Alors, entre ce Cormier remarquable, le passage du Viaduc de Millau, l’Orme sculpté du Caylar et la descente vertigineuse du Pas de l’Escalette, c’est sûr que vous allez l’aimer cette route des vacances vers la Grande Bleue… et les bouchons deviendront superflus ! 🙂 🙂 🙂
A l’origine, je n’avais pas prévu de faire un article sur l’Orme sculpté mais c’est l’actualité du moment qui m’a poussé à le faire. Il me semblait important de montrer avec cet exemple toute la volonté et l’effort d’une petite commune pour chercher une solution afin d’honorer la mémoire de son arbre disparu.
Nous sommes actuellement face à une situation « délicate » concernant le vieux chêne d’Argonay en Haute-Savoie, le plus vieux et le plus imposant chêne de toute la région. Il est menacé d’abattage à cause du risque potentiel qu’il représente pour les riverains. Mais la municipalité ne veut rien entendre et refuse tout dialogue qui permettrait d’apporter une solution alternative à l’abattage de cet arbre exceptionnel. Son abattage est prévu pour février 2021 et pour le moment rien ne semble pouvoir y échapper… Une actualité à suivre sur le site de Tristan : ici.

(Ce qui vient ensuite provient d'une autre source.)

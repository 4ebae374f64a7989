//! Scrumline - issue ordering, sprint lifecycle and access rules for a
//! multi-tenant project tracker.
//!
//! Organisations contain projects, projects contain sprints, sprints
//! contain issues on a four-column board. This crate is the server-side
//! core behind that board: a pure ordering engine keeping each column's
//! `order` dense, a sprint state machine (`PLANNED -> ACTIVE ->
//! COMPLETED`), an access guard over explicit actor contexts, and a
//! service layer tying them to storage and identity collaborators.

#![forbid(unsafe_code)]

pub mod domain;
pub mod error;
pub mod guard;
pub mod identity;
pub mod lifecycle;
pub mod ordering;
pub mod service;
pub mod storage;

// Internal id minting (not exposed as public API)
pub(crate) mod ids;
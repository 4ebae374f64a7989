//! BoardStore trait implementation for in-memory storage.

use super::InMemoryStore;
use crate::domain::{
    Container, Issue, IssueEdit, IssueId, IssueStatus, NewIssue, NewProject, NewSprint,
    OrderPatch, OrgId, Project, ProjectId, Sprint, SprintId, SprintStatus, UserId,
};
use crate::error::{Error, Result};
use crate::storage::BoardStore;
use async_trait::async_trait;
use chrono::Utc;

#[async_trait]
impl BoardStore for InMemoryStore {
    async fn create_project(
        &mut self,
        org: &OrgId,
        new_project: NewProject,
        creator: &UserId,
    ) -> Result<Project> {
        let mut inner = self.lock().await;

        let id = ProjectId::new(inner.ids.mint("proj", &new_project.name));
        let now = Utc::now();

        let project = Project {
            id: id.clone(),
            organisation_id: org.clone(),
            key: new_project.key,
            name: new_project.name,
            description: new_project.description,
            admin_ids: vec![creator.clone()],
            created_at: now,
            updated_at: now,
        };

        inner.projects.insert(id, project.clone());
        Ok(project)
    }

    async fn get_project(&self, id: &ProjectId) -> Result<Option<Project>> {
        let inner = self.lock().await;
        Ok(inner.projects.get(id).cloned())
    }

    async fn list_projects(&self, org: &OrgId) -> Result<Vec<Project>> {
        let inner = self.lock().await;

        let mut projects: Vec<Project> = inner
            .projects
            .values()
            .filter(|project| &project.organisation_id == org)
            .cloned()
            .collect();

        // Most recent first; id as a deterministic tiebreaker.
        projects.sort_by(|a, b| b.created_at.cmp(&a.created_at).then(a.id.cmp(&b.id)));
        Ok(projects)
    }

    async fn delete_project(&mut self, id: &ProjectId) -> Result<()> {
        let mut inner = self.lock().await;

        if inner.projects.remove(id).is_none() {
            return Err(Error::ProjectNotFound(id.clone()));
        }

        // Cascade: the relational store does this via foreign keys.
        inner.sprints.retain(|_, sprint| &sprint.project_id != id);
        inner.issues.retain(|_, issue| &issue.project_id != id);

        Ok(())
    }

    async fn create_sprint(
        &mut self,
        project: &ProjectId,
        new_sprint: NewSprint,
    ) -> Result<Sprint> {
        let mut inner = self.lock().await;

        if !inner.projects.contains_key(project) {
            return Err(Error::ProjectNotFound(project.clone()));
        }

        let id = SprintId::new(inner.ids.mint("sprint", &new_sprint.name));
        let now = Utc::now();

        let sprint = Sprint {
            id: id.clone(),
            project_id: project.clone(),
            name: new_sprint.name,
            start_date: new_sprint.start_date,
            end_date: new_sprint.end_date,
            status: SprintStatus::Planned,
            created_at: now,
            updated_at: now,
        };

        inner.sprints.insert(id, sprint.clone());
        Ok(sprint)
    }

    async fn get_sprint(&self, id: &SprintId) -> Result<Option<Sprint>> {
        let inner = self.lock().await;
        Ok(inner.sprints.get(id).cloned())
    }

    async fn list_sprints(&self, project: &ProjectId) -> Result<Vec<Sprint>> {
        let inner = self.lock().await;

        let mut sprints: Vec<Sprint> = inner
            .sprints
            .values()
            .filter(|sprint| &sprint.project_id == project)
            .cloned()
            .collect();

        sprints.sort_by(|a, b| b.created_at.cmp(&a.created_at).then(a.id.cmp(&b.id)));
        Ok(sprints)
    }

    async fn set_sprint_status(&mut self, id: &SprintId, status: SprintStatus) -> Result<Sprint> {
        let mut inner = self.lock().await;

        let sprint = inner
            .sprints
            .get_mut(id)
            .ok_or_else(|| Error::SprintNotFound(id.clone()))?;

        sprint.status = status;
        sprint.updated_at = Utc::now();

        Ok(sprint.clone())
    }

    async fn active_sprint(&self, project: &ProjectId) -> Result<Option<Sprint>> {
        let inner = self.lock().await;

        Ok(inner
            .sprints
            .values()
            .find(|sprint| {
                &sprint.project_id == project && sprint.status == SprintStatus::Active
            })
            .cloned())
    }

    async fn insert_issue(
        &mut self,
        project: &ProjectId,
        new_issue: NewIssue,
        reporter: &UserId,
        order: u32,
    ) -> Result<Issue> {
        let mut inner = self.lock().await;

        if !inner.projects.contains_key(project) {
            return Err(Error::ProjectNotFound(project.clone()));
        }

        let id = IssueId::new(inner.ids.mint("issue", &new_issue.title));
        let now = Utc::now();

        let issue = Issue {
            id: id.clone(),
            project_id: project.clone(),
            sprint_id: new_issue.sprint_id,
            title: new_issue.title,
            description: new_issue.description,
            status: new_issue.status,
            priority: new_issue.priority,
            order,
            reporter_id: reporter.clone(),
            assignee_id: new_issue.assignee_id,
            created_at: now,
            updated_at: now,
        };

        inner.issues.insert(id, issue.clone());
        Ok(issue)
    }

    async fn get_issue(&self, id: &IssueId) -> Result<Option<Issue>> {
        let inner = self.lock().await;
        Ok(inner.issues.get(id).cloned())
    }

    async fn update_issue(&mut self, id: &IssueId, edit: IssueEdit) -> Result<Issue> {
        let mut inner = self.lock().await;

        let issue = inner
            .issues
            .get_mut(id)
            .ok_or_else(|| Error::IssueNotFound(id.clone()))?;

        if let Some(status) = edit.status {
            issue.status = status;
        }
        if let Some(priority) = edit.priority {
            issue.priority = priority;
        }
        issue.updated_at = Utc::now();

        Ok(issue.clone())
    }

    async fn delete_issue(&mut self, id: &IssueId) -> Result<()> {
        let mut inner = self.lock().await;

        if inner.issues.remove(id).is_none() {
            return Err(Error::IssueNotFound(id.clone()));
        }
        Ok(())
    }

    async fn bucket(&self, container: &Container, status: IssueStatus) -> Result<Vec<Issue>> {
        let inner = self.lock().await;
        Ok(inner.bucket_of(container, status))
    }

    async fn sprint_issues(&self, sprint: &SprintId) -> Result<Vec<Issue>> {
        let inner = self.lock().await;

        let mut issues: Vec<Issue> = inner
            .issues
            .values()
            .filter(|issue| issue.sprint_id.as_ref() == Some(sprint))
            .cloned()
            .collect();

        // ORDER BY order ASC, status ASC. Ties in `order` across different
        // status buckets are expected.
        issues.sort_by(|a, b| {
            a.order
                .cmp(&b.order)
                .then(a.status.cmp(&b.status))
                .then(a.id.cmp(&b.id))
        });
        Ok(issues)
    }

    async fn user_issues(&self, org: &OrgId, user: &UserId) -> Result<Vec<Issue>> {
        let inner = self.lock().await;

        let mut issues: Vec<Issue> = inner
            .issues
            .values()
            .filter(|issue| {
                let in_org = inner
                    .projects
                    .get(&issue.project_id)
                    .is_some_and(|project| &project.organisation_id == org);
                let involved = &issue.reporter_id == user
                    || issue.assignee_id.as_ref() == Some(user);
                in_org && involved
            })
            .cloned()
            .collect();

        issues.sort_by(|a, b| b.updated_at.cmp(&a.updated_at).then(a.id.cmp(&b.id)));
        Ok(issues)
    }

    async fn apply_order_patches(&mut self, patches: &[OrderPatch]) -> Result<()> {
        let mut inner = self.lock().await;

        // Validate every row before writing any: the batch is all-or-nothing.
        for patch in patches {
            if !inner.issues.contains_key(&patch.issue_id) {
                return Err(Error::IssueNotFound(patch.issue_id.clone()));
            }
        }

        let now = Utc::now();
        for patch in patches {
            // Presence was checked above; the lock is held throughout.
            if let Some(issue) = inner.issues.get_mut(&patch.issue_id) {
                issue.status = patch.status;
                issue.order = patch.order;
                issue.updated_at = now;
            }
        }

        Ok(())
    }
}
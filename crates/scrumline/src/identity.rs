//! Contract for the external identity/organisation provider.
//!
//! The surrounding web application authenticates requests against a hosted
//! identity service; this crate only consumes the result. The provider
//! resolves an opaque session token into an [`ActorContext`] and answers
//! membership queries used for assignee selection and admin checks.
//!
//! # Test Utilities
//!
//! [`StaticIdentity`] is a deterministic in-memory implementation available
//! in tests or behind the `test-util` feature, so downstream code can
//! exercise the service without a real identity backend.

use crate::domain::{ActorContext, Member, OrgId};
use crate::error::Result;
use async_trait::async_trait;

/// Identity/organisation collaborator.
///
/// Implementations must be `Send + Sync`; the service holds one as a trait
/// object.
#[async_trait]
pub trait IdentityProvider: Send + Sync {
    /// Resolve a session token into the acting user and their role in the
    /// currently selected organisation.
    ///
    /// # Errors
    ///
    /// Returns [`crate::error::Error::Unauthenticated`] when no actor can
    /// be resolved for the token.
    async fn resolve(&self, session_token: &str) -> Result<ActorContext>;

    /// List the members of an organisation (`user id -> role`), used for
    /// assignee dropdowns and admin checks.
    async fn organisation_members(&self, org: &OrgId) -> Result<Vec<Member>>;
}

#[cfg(any(test, feature = "test-util"))]
pub use test_util::StaticIdentity;

#[cfg(any(test, feature = "test-util"))]
mod test_util {
    use super::{ActorContext, IdentityProvider, Member, OrgId, Result};
    use crate::error::Error;
    use async_trait::async_trait;
    use std::collections::HashMap;

    /// Deterministic [`IdentityProvider`] backed by fixed maps.
    ///
    /// Unknown session tokens resolve to `Unauthenticated`; unknown
    /// organisations have no members.
    #[derive(Debug, Default)]
    pub struct StaticIdentity {
        sessions: HashMap<String, ActorContext>,
        members: HashMap<OrgId, Vec<Member>>,
    }

    impl StaticIdentity {
        /// Create an empty provider.
        pub fn new() -> Self {
            Self::default()
        }

        /// Register a session token resolving to the given actor, and add
        /// the actor to their organisation's membership list.
        pub fn with_session(mut self, token: &str, actor: ActorContext) -> Self {
            self.members
                .entry(actor.organisation_id.clone())
                .or_default()
                .push(Member {
                    user_id: actor.user_id.clone(),
                    role: actor.role,
                });
            self.sessions.insert(token.to_string(), actor);
            self
        }
    }

    #[async_trait]
    impl IdentityProvider for StaticIdentity {
        async fn resolve(&self, session_token: &str) -> Result<ActorContext> {
            self.sessions
                .get(session_token)
                .cloned()
                .ok_or(Error::Unauthenticated)
        }

        async fn organisation_members(&self, org: &OrgId) -> Result<Vec<Member>> {
            Ok(self.members.get(org).cloned().unwrap_or_default())
        }
    }
}
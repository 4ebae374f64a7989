//! Ordering engine for board columns.
//!
//! Issues are totally ordered within each (container, status) bucket by
//! their `order` field, which is kept dense: the orders of a bucket's
//! members are exactly `0..n-1`, no gaps, no duplicates. All functions here
//! are pure; the caller persists the result through
//! [`crate::storage::BoardStore::apply_order_patches`].
//!
//! Callers must write back every row reported by [`changed_rows`], not just
//! the dragged issue, and must do so in one atomic batch. Partial
//! persistence corrupts the dense-order invariant and is a programming
//! error, not a recoverable runtime condition.

use crate::domain::{Issue, IssueId, IssueStatus, OrderPatch};
use crate::error::{Error, Result};
use std::collections::HashMap;

/// Order for an issue newly inserted into `bucket`: always appended at the
/// end.
pub fn append_order(bucket: &[Issue]) -> u32 {
    u32::try_from(bucket.len()).unwrap_or(u32::MAX)
}

/// Remove the issue at `from` and reinsert it at `to` within the same
/// bucket, then densely renumber the result.
///
/// `from == to` is a defined no-op: element order is unchanged and the
/// renumbering reproduces the existing orders.
///
/// # Errors
///
/// Returns [`Error::IndexOutOfRange`] if `from` or `to` is outside
/// `[0, len)`.
pub fn reorder_within_bucket(
    mut bucket: Vec<Issue>,
    from: usize,
    to: usize,
) -> Result<Vec<Issue>> {
    let len = bucket.len();
    check_index(from, len)?;
    check_index(to, len)?;

    let moved = bucket.remove(from);
    bucket.insert(to, moved);
    renumber(&mut bucket);

    Ok(bucket)
}

/// Move the issue at `from` out of `source`, give it `status`, and insert it
/// at `to` in `dest`; both resulting buckets are densely renumbered from 0.
///
/// `to` is an insertion position, so `to == dest.len()` (append) is valid.
///
/// # Errors
///
/// Returns [`Error::IndexOutOfRange`] if `from` is outside `[0, len(source))`
/// or `to` is outside `[0, len(dest)]`.
pub fn move_across_buckets(
    mut source: Vec<Issue>,
    mut dest: Vec<Issue>,
    from: usize,
    to: usize,
    status: IssueStatus,
) -> Result<(Vec<Issue>, Vec<Issue>)> {
    check_index(from, source.len())?;
    if to > dest.len() {
        return Err(Error::IndexOutOfRange {
            index: to,
            len: dest.len(),
        });
    }

    let mut moved = source.remove(from);
    moved.status = status;
    dest.insert(to, moved);

    renumber(&mut source);
    renumber(&mut dest);

    Ok((source, dest))
}

/// Densely renumber a bucket after an out-of-band removal (issue deletion
/// leaves a gap that the next renumbering must close).
pub fn compact(mut bucket: Vec<Issue>) -> Vec<Issue> {
    renumber(&mut bucket);
    bucket
}

/// Compute the write-back batch after a reorder or move.
///
/// `before` maps each issue id to its persisted `(status, order)` pair;
/// `after` is the concatenation of the recomputed buckets. Issues whose pair
/// is unchanged are omitted, so an identity reorder yields an empty batch.
pub fn changed_rows(
    before: &HashMap<IssueId, (IssueStatus, u32)>,
    after: &[Issue],
) -> Vec<OrderPatch> {
    after
        .iter()
        .filter(|issue| before.get(&issue.id) != Some(&(issue.status, issue.order)))
        .map(|issue| OrderPatch {
            issue_id: issue.id.clone(),
            status: issue.status,
            order: issue.order,
        })
        .collect()
}

/// Snapshot the persisted `(status, order)` pairs of the given buckets, for
/// later diffing with [`changed_rows`].
pub fn snapshot(buckets: &[&[Issue]]) -> HashMap<IssueId, (IssueStatus, u32)> {
    buckets
        .iter()
        .flat_map(|bucket| bucket.iter())
        .map(|issue| (issue.id.clone(), (issue.status, issue.order)))
        .collect()
}

fn renumber(bucket: &mut [Issue]) {
    for (index, issue) in bucket.iter_mut().enumerate() {
        issue.order = u32::try_from(index).unwrap_or(u32::MAX);
    }
}

fn check_index(index: usize, len: usize) -> Result<()> {
    if index >= len {
        return Err(Error::IndexOutOfRange { index, len });
    }
    Ok(())
}
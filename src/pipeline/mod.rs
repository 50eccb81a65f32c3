pub mod assemble;
pub mod contrast;
pub mod detect;
pub mod parse;
pub mod surfaces;
pub mod validate;

use crate::config::ThemeConfig;
use crate::theme::ThemeDocument;

use detect::Classification;
use parse::RawPalette;
use surfaces::DerivedSurfaceColors;
use validate::{Palette, ValidationIssue};

/// Everything produced by one pipeline run.
#[derive(Debug, Clone)]
pub struct Generation {
    pub document: ThemeDocument,
    pub palette: Palette,
    pub classification: Classification,
    pub surfaces: DerivedSurfaceColors,
    pub issues: Vec<ValidationIssue>,
}

/// Validate, classify, derive and assemble. Never fails.
pub fn generate(theme_name: &str, raw: &RawPalette, config: &ThemeConfig) -> Generation {
    let checked = validate::validate(raw, config);
    let palette = checked.value;
    let classification = detect::classify(palette.background);
    let surfaces = surfaces::derive_surface_colors(&palette, classification, config);
    let document = assemble::assemble(theme_name, &palette, &surfaces);

    Generation {
        document,
        palette,
        classification,
        surfaces,
        issues: checked.issues,
    }
}

/// Run the whole pipeline on palette source text.
pub fn run(theme_name: &str, source: &str, config: &ThemeConfig) -> Generation {
    generate(theme_name, &parse::parse(source), config)
}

Reportage très intéressant car bien documenté sur le plan historique et iconographique. Bravo le Castor !
Je trouve que l’idée est très bonne. Néanmoins, j’ai du mal à apprécier ce genre de sculpture (ainsi que le traitement genre vernis) visant à conserver ce qui devient une relique. Je préfère de loin la conservation d’un tronc au plus proche de l’état naturel.
Très belle sculpture en effet, avec des éléments très détaillés 🙂 C’est un bel hommage rendu à cet arbre et cet article dédié ajoute la cerise sur le gâteau !
Merci pour cette découverte.
Merci pour vos commentaires 🙂
c’est vrai qu’il y a un côté « relique » dans cette transformation de l’orme du village. Et la structure qui l’abrite pourrait faire penser à une chapelle ouverte qui abriterait les ossements de Saint Ulmus 😉
Certes, les gouts artistiques ne se discutent pas… mais il faut reconnaitre que cette seconde vie lui colle plutôt bien à la peau et il est devenu une vraie célébrité depuis ce nouveau lifting 🙂
Un joli totem mais il est vrai que cela peut paraître un peu bizarre pour certains.
Dans un autre style en voilà un que j’ai découvert au hasard en Ardèche :
https://www.ailhon.fr/IMG/gif/Sully-d_Ailhon-1990-01.gif
https://p9.storage.canalblog.com/92/10/1620260/120873277.jpg
https://p6.storage.canalblog.com/66/02/1620260/120873268.jpg
Dans l’église de la commune d’Ailhon, le tronc de l’orme a été exposé depuis son abattage en 1999.